2.6.2 方法回收率與精密度 單一植物源飼料、飼料添加劑、濃縮飼料、配合飼料和精料補充料空白樣品,分別添加1.0、2.0、5.0 μg/kg標準物質,按照1.2.2和1.2.3的方法對加標樣品進行處理和檢測,每個水平平行測定6次,其加標回收率均在70.4%～109%之間,相對標準偏差(RSDs)為0.38%～10.3%(表3)。該方法準確度和精密度均符合飼料中激素殘留檢測的要求。
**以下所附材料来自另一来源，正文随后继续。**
use metrics::{describe_counter, describe_gauge, describe_histogram, Unit};
use metrics_exporter_prometheus::{Matcher, PrometheusBuilder, PrometheusHandle};

pub const SEARCH_REQUESTS_TOTAL: &str = "tribrid_search_requests_total";
pub const SEARCH_ERRORS_TOTAL: &str = "tribrid_search_errors_total";
pub const INDEX_RUNS_TOTAL: &str = "tribrid_index_runs_total";
pub const SEARCH_LATENCY_SECONDS: &str = "tribrid_search_latency_seconds";
pub const VECTOR_LEG_LATENCY_SECONDS: &str = "tribrid_vector_leg_latency_seconds";
pub const SPARSE_LEG_LATENCY_SECONDS: &str = "tribrid_sparse_leg_latency_seconds";
pub const GRAPH_LEG_LATENCY_SECONDS: &str = "tribrid_graph_leg_latency_seconds";
pub const CHUNKS_INDEXED_CURRENT: &str = "tribrid_chunks_indexed_current";
pub const GRAPH_ENTITIES_CURRENT: &str = "tribrid_graph_entities_current";
pub const GRAPH_RELATIONSHIPS_CURRENT: &str = "tribrid_graph_relationships_current";

/// Install the process-global Prometheus recorder and register metric
/// metadata. Labels stay low-cardinality: no corpus, query, or file labels
/// anywhere.
pub fn init_metrics() -> Result<PrometheusHandle, Box<dyn std::error::Error>> {
    let handle = PrometheusBuilder::new()
        .set_buckets_for_metric(
            Matcher::Full(SEARCH_LATENCY_SECONDS.to_string()),
            &[0.005, 0.01, 0.025, 0.05, 0.1, 0.25, 0.5, 1.0, 2.5, 5.0, 10.0],
        )?
        .set_buckets_for_metric(
            Matcher::Full(VECTOR_LEG_LATENCY_SECONDS.to_string()),
            &[0.0025, 0.005, 0.01, 0.025, 0.05, 0.1, 0.25, 0.5, 1.0, 2.5, 5.0],
        )?
        .set_buckets_for_metric(
            Matcher::Full(SPARSE_LEG_LATENCY_SECONDS.to_string()),
            &[0.001, 0.0025, 0.005, 0.01, 0.025, 0.05, 0.1, 0.25, 0.5, 1.0, 2.5],
        )?
        .set_buckets_for_metric(
            Matcher::Full(GRAPH_LEG_LATENCY_SECONDS.to_string()),
            &[0.005, 0.01, 0.025, 0.05, 0.1, 0.25, 0.5, 1.0, 2.5, 5.0, 10.0],
        )?
        .install_recorder()?;

    describe_counter!(
        SEARCH_REQUESTS_TOTAL,
        "Total number of /api/search requests handled."
    );
    describe_counter!(
        SEARCH_ERRORS_TOTAL,
        "Total number of /api/search internal errors."
    );
    describe_counter!(
        INDEX_RUNS_TOTAL,
        "Total number of indexing runs reported by the indexer."
    );
    describe_histogram!(
        SEARCH_LATENCY_SECONDS,
        Unit::Seconds,
        "End-to-end /api/search latency in seconds."
    );
    describe_histogram!(
        VECTOR_LEG_LATENCY_SECONDS,
        Unit::Seconds,
        "Vector retrieval leg latency in seconds (embed + ANN)."
    );
    describe_histogram!(
        SPARSE_LEG_LATENCY_SECONDS,
        Unit::Seconds,
        "Sparse retrieval leg latency in seconds (FTS/BM25)."
    );
    describe_histogram!(
        GRAPH_LEG_LATENCY_SECONDS,
        Unit::Seconds,
        "Graph retrieval leg latency in seconds (traversal + hydration)."
    );
    describe_gauge!(CHUNKS_INDEXED_CURRENT, "Chunks currently indexed.");
    describe_gauge!(GRAPH_ENTITIES_CURRENT, "Graph entities currently stored.");
    describe_gauge!(
        GRAPH_RELATIONSHIPS_CURRENT,
        "Graph relationships currently stored."
    );

    Ok(handle)
}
表3 8種類固醇激素的加標回收率和相對標準偏差(n=6)Table 3 Sampling recovery and relative standard deviation of 8 steroid hormones(n=6)

續表

2.7 實際樣品分析

采用所建方法對從市場采集的5種飼料(每種類型10個樣品)進行檢測分析,均未檢出上述8種激素。

3 結論

本文建立了飼料樣品中4種雄性激素(勃地酮、甲睪酮、諾龍和群勃龍)和4種孕激素(甲羥孕酮乙酸酯、美侖孕酮、乙酸甲地孕酮和17α-羥基孕酮)的超高效液相色譜-三重四極桿質譜(UPLC-MS/MS)方法。樣品前處理采用液-液萃取的方法,操作簡單,凈化效果好,能有效地降低基質效應;可在14 min實現8種類固醇激素的檢測分析,與普通的液相色譜方法相比,分離效果好,分析時間短,檢出限和定量限低,精密度高;該方法的回收率和線性均符合檢測的要求。該方法可靠、快速,靈敏度高,可作為飼料中8種類固醇激素的確證和定量方法。